Kate Mantilini was a restaurant in Beverly Hills, California, at 9101 Wilshire Boulevard at the corner of Doheny Drive, two blocks from the headquarters of the Academy of Motion Picture Arts & Sciences. Harry and Marilyn Lewis opened the restaurant in March 1987 after selling the Hamburger Hamlet restaurant chain for $33 million. (Harry was an ex-actor who had appeared in the film Key Largo.) It was described as a "late night hot spot" and as the "most consistently cool restaurant in Beverly Hills". Starting in 2010, sons David and Adam Lewis took over the management, with Adam serving as executive chef.

Marilyn Lewis wrote about the Lewis family's history in the restaurant business in a book titled Marilyn, Are You Sure You Can Cook?

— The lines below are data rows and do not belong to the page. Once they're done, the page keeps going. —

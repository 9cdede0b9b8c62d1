//! REST API handlers

use axum::{
    extract::{Path, State},
    http::StatusCode,
    response::Json,
    routing::{get, post},
    Router,
};
use modelet_core::{ModelEvent, ModelOperation, ModelReplicaState, ResidencyState};
use modelet_state::CommandHandler;
use serde::{Deserialize, Serialize};
use std::sync::Arc;
use tower_http::trace::TraceLayer;
use tracing::{debug, info};

/// Application state shared across handlers
pub struct AppState {
    pub handler: Arc<CommandHandler>,
}

/// Create the API router
pub fn create_router(handler: Arc<CommandHandler>) -> Router {
    let state = Arc::new(AppState { handler });

    Router::new()
        .route("/api/v1/models", get(list_models))
        .route("/api/v1/models/:name/ensure", post(ensure_model))
        .route("/api/v1/memory", get(get_memory))
        .route("/api/v1/operations", post(apply_operation))
        .route("/api/v1/status", get(get_status))
        .layer(TraceLayer::new_for_http())
        .with_state(state)
}

/// List tracked models and their residency
async fn list_models(
    State(state): State<Arc<AppState>>,
) -> Result<Json<Vec<ModelReplicaState>>, (StatusCode, String)> {
    Ok(Json(state.handler.state().model_states()))
}

/// Make a model resident ahead of an inference request
async fn ensure_model(
    State(state): State<Arc<AppState>>,
    Path(name): Path<String>,
) -> Result<StatusCode, (StatusCode, String)> {
    debug!(model = %name, "Ensuring model is loaded");

    state
        .handler
        .state()
        .ensure_load_model(&name)
        .await
        .map_err(|e| (StatusCode::NOT_FOUND, e.to_string()))?;

    Ok(StatusCode::NO_CONTENT)
}

/// Memory report
#[derive(Debug, Serialize, Deserialize)]
pub struct MemoryResponse {
    pub total_bytes: u64,
    pub available_bytes: u64,
    pub available_with_overcommit_bytes: u64,
}

/// Get replica memory
async fn get_memory(
    State(state): State<Arc<AppState>>,
) -> Result<Json<MemoryResponse>, (StatusCode, String)> {
    let manager = state.handler.state();
    Ok(Json(MemoryResponse {
        total_bytes: manager.total_memory_bytes(),
        available_bytes: manager.get_available_memory_bytes(),
        available_with_overcommit_bytes: manager.available_memory_with_overcommit(),
    }))
}

/// Apply a scheduler command
async fn apply_operation(
    State(state): State<Arc<AppState>>,
    Json(operation): Json<ModelOperation>,
) -> Result<Json<ModelEvent>, (StatusCode, String)> {
    info!(
        model = %operation.model_version,
        operation = %operation.operation,
        tick = operation.tick,
        "Received model command"
    );

    let event = state.handler.handle(&operation).await.ok_or_else(|| {
        (
            StatusCode::CONFLICT,
            format!(
                "Command for {} at tick {} is out of order",
                operation.model_version, operation.tick
            ),
        )
    })?;

    Ok(Json(event))
}

/// System status response
#[derive(Debug, Serialize, Deserialize)]
pub struct StatusResponse {
    pub version: String,
    pub server: String,
    pub server_live: bool,
    pub models: usize,
    pub resident_models: usize,
    pub available_memory_bytes: u64,
}

/// Get system status
async fn get_status(
    State(state): State<Arc<AppState>>,
) -> Result<Json<StatusResponse>, (StatusCode, String)> {
    let manager = state.handler.state();
    let models = manager.model_states();
    let resident_models = models
        .iter()
        .filter(|m| m.state == ResidencyState::Resident)
        .count();

    Ok(Json(StatusResponse {
        version: env!("CARGO_PKG_VERSION").to_string(),
        server: manager.server_name().to_string(),
        server_live: manager.server_live().await.is_ok(),
        models: models.len(),
        resident_models,
        available_memory_bytes: manager.get_available_memory_bytes(),
    }))
}
//! CLI commands implementation

use anyhow::Result;
use chrono::{DateTime, Utc};
use serde::{Deserialize, Serialize};

/// API client for communicating with the daemon
pub struct ApiClient {
    base_url: String,
    client: reqwest::Client,
}

impl ApiClient {
    pub fn new(base_url: &str) -> Self {
        Self {
            base_url: base_url.trim_end_matches('/').to_string(),
            client: reqwest::Client::new(),
        }
    }

    pub fn url(&self, path: &str) -> String {
        format!("{}{}", self.base_url, path)
    }
}

/// Tracked model from API
#[derive(Debug, Deserialize)]
pub struct ModelResponse {
    pub name: String,
    pub versions: Vec<u32>,
    pub memory_bytes: u64,
    pub state: String,
    pub last_accessed: Option<DateTime<Utc>>,
}

/// Memory report from API
#[derive(Debug, Deserialize)]
pub struct MemoryResponse {
    pub total_bytes: u64,
    pub available_bytes: u64,
    pub available_with_overcommit_bytes: u64,
}

/// Outcome of a load or unload command
#[derive(Debug, Deserialize)]
pub struct EventResponse {
    pub model_name: String,
    pub model_version: u32,
    pub event: String,
    pub message: Option<String>,
    pub available_memory_bytes: u64,
}

/// Status response
#[derive(Debug, Deserialize)]
pub struct StatusResponse {
    pub version: String,
    pub server: String,
    pub server_live: bool,
    pub models: usize,
    pub resident_models: usize,
    pub available_memory_bytes: u64,
}

#[derive(Serialize)]
struct VersionRequest {
    name: String,
    version: u32,
    memory_bytes: u64,
    #[serde(skip_serializing_if = "Option::is_none")]
    artifact_uri: Option<String>,
}

#[derive(Serialize)]
struct OperationRequest {
    operation: &'static str,
    model_version: VersionRequest,
    tick: u64,
}

/// Default tick for hand-issued commands
fn now_tick() -> u64 {
    u64::try_from(Utc::now().timestamp_millis()).unwrap_or(0)
}

/// Render a byte count for humans
fn format_bytes(bytes: u64) -> String {
    const UNITS: [&str; 5] = ["B", "KiB", "MiB", "GiB", "TiB"];
    let mut value = bytes as f64;
    let mut unit = 0;
    while value >= 1024.0 && unit < UNITS.len() - 1 {
        value /= 1024.0;
        unit += 1;
    }
    if unit == 0 {
        format!("{} {}", bytes, UNITS[0])
    } else {
        format!("{:.1} {}", value, UNITS[unit])
    }
}

/// List tracked models
pub async fn models(client: &ApiClient) -> Result<()> {
    let response = client
        .client
        .get(client.url("/api/v1/models"))
        .send()
        .await?;

    if response.status().is_success() {
        let models: Vec<ModelResponse> = response.json().await?;

        if models.is_empty() {
            println!("No models tracked");
        } else {
            println!(
                "{:<30} {:<15} {:<12} {:<10} {:<25}",
                "NAME", "VERSIONS", "MEMORY", "STATE", "LAST ACCESSED"
            );
            println!("{}", "-".repeat(95));
            for model in models {
                let versions: Vec<String> = model.versions.iter().map(|v| v.to_string()).collect();
                let last_accessed = model
                    .last_accessed
                    .map(|t| t.format("%Y-%m-%d %H:%M:%S").to_string())
                    .unwrap_or_else(|| "-".to_string());
                println!(
                    "{:<30} {:<15} {:<12} {:<10} {:<25}",
                    model.name,
                    versions.join(","),
                    format_bytes(model.memory_bytes),
                    model.state,
                    last_accessed
                );
            }
        }
    } else {
        let error = response.text().await?;
        eprintln!("Failed to list models: {}", error);
    }

    Ok(())
}

/// Show replica memory
pub async fn memory(client: &ApiClient) -> Result<()> {
    let response = client
        .client
        .get(client.url("/api/v1/memory"))
        .send()
        .await?;

    if response.status().is_success() {
        let memory: MemoryResponse = response.json().await?;
        println!("Total:     {}", format_bytes(memory.total_bytes));
        println!("Available: {}", format_bytes(memory.available_bytes));
        println!(
            "Available with over-commit: {}",
            format_bytes(memory.available_with_overcommit_bytes)
        );
    } else {
        let error = response.text().await?;
        eprintln!("Failed to get memory: {}", error);
    }

    Ok(())
}

async fn send_operation(client: &ApiClient, request: &OperationRequest) -> Result<()> {
    let response = client
        .client
        .post(client.url("/api/v1/operations"))
        .json(request)
        .send()
        .await?;

    if response.status().is_success() {
        let event: EventResponse = response.json().await?;
        println!(
            "{}:{} {} (available memory: {})",
            event.model_name,
            event.model_version,
            event.event,
            format_bytes(event.available_memory_bytes)
        );
        if let Some(message) = event.message {
            eprintln!("  {}", message);
        }
    } else {
        let error = response.text().await?;
        eprintln!("Failed to {} model: {}", request.operation, error);
    }

    Ok(())
}

/// Load a model version
pub async fn load(
    client: &ApiClient,
    name: String,
    version: u32,
    memory_bytes: u64,
    artifact: Option<String>,
    tick: Option<u64>,
) -> Result<()> {
    let request = OperationRequest {
        operation: "load",
        model_version: VersionRequest {
            name,
            version,
            memory_bytes,
            artifact_uri: artifact,
        },
        tick: tick.unwrap_or_else(now_tick),
    };
    send_operation(client, &request).await
}

/// Unload a model version
pub async fn unload(client: &ApiClient, name: String, version: u32, tick: Option<u64>) -> Result<()> {
    let request = OperationRequest {
        operation: "unload",
        model_version: VersionRequest {
            name,
            version,
            memory_bytes: 0,
            artifact_uri: None,
        },
        tick: tick.unwrap_or_else(now_tick),
    };
    send_operation(client, &request).await
}

/// Make a model resident
pub async fn ensure(client: &ApiClient, name: String) -> Result<()> {
    let response = client
        .client
        .post(client.url(&format!("/api/v1/models/{}/ensure", name)))
        .send()
        .await?;

    if response.status().is_success() {
        println!("Model '{}' is loaded", name);
    } else {
        let error = response.text().await?;
        eprintln!("Failed to load model '{}': {}", name, error);
    }

    Ok(())
}

/// Show system status
pub async fn status(client: &ApiClient) -> Result<()> {
    let response = client
        .client
        .get(client.url("/api/v1/status"))
        .send()
        .await?;

    if response.status().is_success() {
        let status: StatusResponse = response.json().await?;

        println!("modelet v{}", status.version);
        println!();
        println!(
            "Server: {} ({})",
            status.server,
            if status.server_live { "live" } else { "not live" }
        );
        println!("Models: {} tracked, {} resident", status.models, status.resident_models);
        println!("Available memory: {}", format_bytes(status.available_memory_bytes));
    } else {
        let error = response.text().await?;
        eprintln!("Failed to get status: {}", error);
    }

    Ok(())
}
//! Error types for modelet

use thiserror::Error;

/// Main error type for modelet
#[derive(Error, Debug)]
pub enum ModeletError {
    /// Operation referenced a model or version the registry does not know about
    #[error("Model not tracked: {0}")]
    NotTracked(String),

    /// Version bookkeeping mismatch
    #[error("Version conflict: {0}")]
    VersionConflict(String),

    /// Cache miss during an operation expecting presence
    #[error("Not found in cache: {0}")]
    NotFound(String),

    /// Cache insert for a name that already has an entry
    #[error("Already in cache: {0}")]
    AlreadyExists(String),

    /// Eviction attempted with nothing resident
    #[error("Cache is empty")]
    EmptyCache,

    /// No amount of eviction can satisfy the request
    #[error("Insufficient memory for {model}: required {required} bytes, available {available} bytes")]
    InsufficientMemory {
        model: String,
        required: u64,
        available: u64,
    },

    /// The inference runtime rejected a load
    #[error("Runtime failed to load {model}: {source}")]
    RuntimeLoadFailed {
        model: String,
        #[source]
        source: RuntimeError,
    },

    /// The inference runtime rejected an unload
    #[error("Runtime failed to unload {model}: {source}")]
    RuntimeUnloadFailed {
        model: String,
        #[source]
        source: RuntimeError,
    },

    /// A control command arrived with a stale tick
    #[error("Out of order command for {key}: tick {tick} is older than {last_applied}")]
    OutOfOrder {
        key: String,
        tick: u64,
        last_applied: u64,
    },

    /// Configuration error
    #[error("Configuration error: {0}")]
    Config(String),

    /// Storage error
    #[error("Storage error: {0}")]
    Storage(String),

    /// IO error
    #[error("IO error: {0}")]
    Io(#[from] std::io::Error),

    /// Serialization error
    #[error("Serialization error: {0}")]
    Serialization(String),

    /// Internal error
    #[error("Internal error: {0}")]
    Internal(String),
}

impl ModeletError {
    /// Whether retrying the same request could succeed
    pub fn is_retryable(&self) -> bool {
        match self {
            ModeletError::RuntimeLoadFailed { source, .. }
            | ModeletError::RuntimeUnloadFailed { source, .. } => source.is_retryable(),
            ModeletError::InsufficientMemory { .. } | ModeletError::NotFound(_) => true,
            _ => false,
        }
    }
}

/// Errors reported by the inference server control plane
#[derive(Error, Debug, Clone, PartialEq, Eq)]
pub enum RuntimeError {
    /// The server refused the request as malformed
    #[error("bad request: {0}")]
    BadRequest(String),

    /// The server does not know the model
    #[error("model not found on server: {0}")]
    NotFound(String),

    /// Any other non-success status
    #[error("server error (status {status}): {body}")]
    Server { status: u16, body: String },

    /// The request never reached the server
    #[error("communication error: {0}")]
    Communication(String),

    /// The server answered but is not live
    #[error("server not live")]
    NotLive,
}

impl RuntimeError {
    pub fn is_not_found(&self) -> bool {
        matches!(self, RuntimeError::NotFound(_))
    }

    pub fn is_bad_request(&self) -> bool {
        matches!(self, RuntimeError::BadRequest(_))
    }

    /// Bad requests will fail the same way again
    pub fn is_retryable(&self) -> bool {
        !self.is_bad_request()
    }
}

/// Result type for modelet operations
pub type ModeletResult<T> = Result<T, ModeletError>;

impl From<serde_json::Error> for ModeletError {
    fn from(err: serde_json::Error) -> Self {
        ModeletError::Serialization(err.to_string())
    }
}

impl From<toml::de::Error> for ModeletError {
    fn from(err: toml::de::Error) -> Self {
        ModeletError::Config(err.to_string())
    }
}
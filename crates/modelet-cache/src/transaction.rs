//! Per-model transactions over the residency cache
//!
//! The cache keeps its own structure consistent. The transaction manager adds
//! a lock per model name so multi-step operations (peek then evict, check then
//! reload) are atomic with respect to other operations on the same model.
//! Locks are released by dropping the returned guards.

use modelet_core::ModeletResult;
use tokio::sync::{OwnedRwLockReadGuard, OwnedRwLockWriteGuard};
use tracing::debug;

use crate::cache::ResidencyCache;
use crate::locks::LockArena;

/// Hold on a single model taken by a transaction
pub enum ItemLock {
    /// Model is resident and cannot be evicted while held
    Shared(OwnedRwLockReadGuard<()>),
    /// Caller owns the reload of an absent model
    Exclusive(OwnedRwLockWriteGuard<()>),
}

impl ItemLock {
    pub fn is_exclusive(&self) -> bool {
        matches!(self, ItemLock::Exclusive(_))
    }
}

/// Residency cache guarded by per-model locks
pub struct CacheTransactionManager {
    cache: ResidencyCache,
    locks: LockArena,
}

impl CacheTransactionManager {
    pub fn new() -> Self {
        Self::with_cache(ResidencyCache::new())
    }

    pub fn with_cache(cache: ResidencyCache) -> Self {
        Self {
            cache,
            locks: LockArena::new(),
        }
    }

    /// The underlying cache, for single-step operations
    pub fn cache(&self) -> &ResidencyCache {
        &self.cache
    }

    /// Exclusive access to `name`
    pub async fn lock(&self, name: &str) -> OwnedRwLockWriteGuard<()> {
        self.locks.write(name).await
    }

    /// Shared access to `name`
    pub async fn rlock(&self, name: &str) -> OwnedRwLockReadGuard<()> {
        self.locks.read(name).await
    }

    /// Whether `name` is resident
    ///
    /// With `wait_on_item` the answer is taken after any in-flight exclusive
    /// holder has finished.
    pub async fn exists(&self, name: &str, wait_on_item: bool) -> bool {
        if wait_on_item {
            let _guard = self.locks.read(name).await;
            return self.cache.exists(name);
        }
        self.cache.exists(name)
    }

    /// Lock `name` exclusively and remove it from the cache
    ///
    /// The caller finishes the eviction through `ResidencyCache::end_evict`
    /// before dropping the guard. The result carries the removed priority, or
    /// `NotFound` if the model was no longer resident.
    pub async fn start_evict(&self, name: &str) -> (OwnedRwLockWriteGuard<()>, ModeletResult<i64>) {
        let guard = self.locks.write(name).await;
        let removed = self.cache.start_evict(name);
        (guard, removed)
    }

    /// Like `start_evict`, but gives up instead of waiting if `name` is busy
    pub fn try_start_evict(
        &self,
        name: &str,
    ) -> Option<(OwnedRwLockWriteGuard<()>, ModeletResult<i64>)> {
        let guard = self.locks.try_write(name)?;
        let removed = self.cache.start_evict(name);
        Some((guard, removed))
    }

    /// Singleflight entry point for lazy reloads
    ///
    /// Returns `(Shared, true)` if the model is resident: it cannot be evicted
    /// while the lock is held. Returns `(Exclusive, false)` if it is absent: the
    /// caller must reload it, and everyone else asking for `name` waits until
    /// the lock is dropped.
    pub async fn start_reload_if_not_exists(&self, name: &str) -> (ItemLock, bool) {
        if self.cache.exists(name) {
            let guard = self.locks.read(name).await;
            if self.cache.exists(name) {
                return (ItemLock::Shared(guard), true);
            }
        }

        let guard = self.locks.write(name).await;
        // a concurrent winner may have finished the reload while we waited
        if self.cache.exists(name) {
            debug!(model = name, "Model reloaded by a concurrent request");
            return (ItemLock::Shared(guard.downgrade()), true);
        }
        (ItemLock::Exclusive(guard), false)
    }

    /// Drop per-model locks nobody holds
    pub fn trim_locks(&self) -> usize {
        self.locks.trim()
    }
}

impl Default for CacheTransactionManager {
    fn default() -> Self {
        Self::new()
    }
}

#[cfg(test)]
mod tests {
    use super::*;
    use std::sync::atomic::{AtomicUsize, Ordering};
    use std::sync::Arc;
    use std::time::Duration;

    #[tokio::test]
    async fn test_start_evict_missing() {
        let txn = CacheTransactionManager::new();
        let (guard, result) = txn.start_evict("iris").await;
        assert!(result.is_err());
        drop(guard);

        txn.cache().add_default("iris").unwrap();
        let (_guard, result) = txn.start_evict("iris").await;
        let priority = result.unwrap();
        assert!(!txn.cache().exists("iris"));
        txn.cache().end_evict("iris", priority, true).unwrap();
        assert!(txn.cache().exists("iris"));
    }

    #[tokio::test]
    async fn test_reload_fast_path_blocks_eviction() {
        let txn = CacheTransactionManager::new();
        txn.cache().add_default("iris").unwrap();

        let (hold, exists) = txn.start_reload_if_not_exists("iris").await;
        assert!(exists);
        assert!(!hold.is_exclusive());
        assert!(txn.try_start_evict("iris").is_none());

        drop(hold);
        let (_guard, result) = txn.try_start_evict("iris").unwrap();
        assert!(result.is_ok());
    }

    #[tokio::test]
    async fn test_reload_absent_model_is_exclusive() {
        let txn = CacheTransactionManager::new();
        let (hold, exists) = txn.start_reload_if_not_exists("iris").await;
        assert!(!exists);
        assert!(hold.is_exclusive());
    }

    #[tokio::test(flavor = "multi_thread", worker_threads = 4)]
    async fn test_reload_singleflight() {
        let txn = Arc::new(CacheTransactionManager::new());
        let reloads = Arc::new(AtomicUsize::new(0));

        let tasks: Vec<_> = (0..32)
            .map(|_| {
                let txn = txn.clone();
                let reloads = reloads.clone();
                tokio::spawn(async move {
                    let (hold, exists) = txn.start_reload_if_not_exists("iris").await;
                    if !exists {
                        reloads.fetch_add(1, Ordering::SeqCst);
                        tokio::time::sleep(Duration::from_millis(20)).await;
                        txn.cache().add_default("iris").unwrap();
                    }
                    drop(hold);
                })
            })
            .collect();

        for result in futures::future::join_all(tasks).await {
            result.unwrap();
        }
        assert_eq!(reloads.load(Ordering::SeqCst), 1);
        assert!(txn.cache().exists("iris"));
    }

    #[tokio::test(flavor = "multi_thread", worker_threads = 2)]
    async fn test_failed_reload_hands_over_to_next_caller() {
        let txn = Arc::new(CacheTransactionManager::new());
        let (winner, exists) = txn.start_reload_if_not_exists("iris").await;
        assert!(!exists);

        let next = {
            let txn = txn.clone();
            tokio::spawn(async move {
                let (hold, exists) = txn.start_reload_if_not_exists("iris").await;
                (hold.is_exclusive(), exists)
            })
        };

        // winner gives up without adding the model
        tokio::time::sleep(Duration::from_millis(20)).await;
        drop(winner);

        let (exclusive, exists) = next.await.unwrap();
        assert!(exclusive);
        assert!(!exists);
    }

    #[tokio::test(flavor = "multi_thread", worker_threads = 2)]
    async fn test_exists_waits_for_exclusive_holder() {
        let txn = Arc::new(CacheTransactionManager::new());
        let guard = txn.lock("iris").await;

        let waiter = {
            let txn = txn.clone();
            tokio::spawn(async move { txn.exists("iris", true).await })
        };
        assert!(!txn.exists("iris", false).await);

        txn.cache().add_default("iris").unwrap();
        drop(guard);
        assert!(waiter.await.unwrap());
    }

    #[tokio::test]
    async fn test_trim_locks() {
        let txn = CacheTransactionManager::new();
        drop(txn.lock("iris").await);
        drop(txn.rlock("mnist").await);
        assert_eq!(txn.trim_locks(), 2);
    }
}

==Patronage by people in the entertainment industry==
Regular patrons included, reportedly, Mel Brooks, Ronald Reagan, Tony Curtis, and Sammy Davis Jr. According to Pete Hammond of Deadline Hollywood:"It was almost impossible to go in there and not run into someone you know. It was really a hopping place, both at lunch, dinner and late night. And it not only has been host to numerous premiere parties (including several for Matt Weiner and Mad Men, a Marilyn Lewis obsession) it was also prominently featured in the movie Heat with a key scene between stars Al Pacino and Robert De Niro, now memorialized on the walls of Kate's. I was even in there after the Oscars and a winner with his brand new shiny statuette came in passing up the Vanity Fair party in favor of a late night snack at Kate's.

According to Los Angeles magazine, a "representative" of Harry Lewis said that Marilyn Lewis had an uncle named Rob who was a "philanderer", and had a mistress named Kate Mantilini, after whom the Lewises named the restaurant.

==Cuisine==
The menu stated "We thank Musso and Frank, Ollie Hammonds and Armstrong Schroeder for the inspiration for this menu". According to the "Reluctant Gourmet", an anonymous restaurant critic at the Los Angeles Times, the menu was "straightforward, huge and very American". American classic dishes served included shrimp cocktail, clams casino, meat loaf, crab cakes, Greek salad, fish, steak, broiled pork chops, rotisserie chicken, macaroni and cheese, and chili. Desserts included apple pie, cake, and shortcake. The restaurant also served breakfast and were open until 3 am.

==Filming location==

The diner scene in Michael Mann's 1995 film Heat, featuring Robert De Niro and Al Pacino, was shot at Kate Mantilini.

==Closure==
The landlord raised the rent on the location, which Adam Lewis stated they couldn't afford, and so the restaurant closed after 27 years on June 14, 2014, though another location remained open in Woodland Hills (5921 Owensmouth Avenue) in the San Fernando Valley.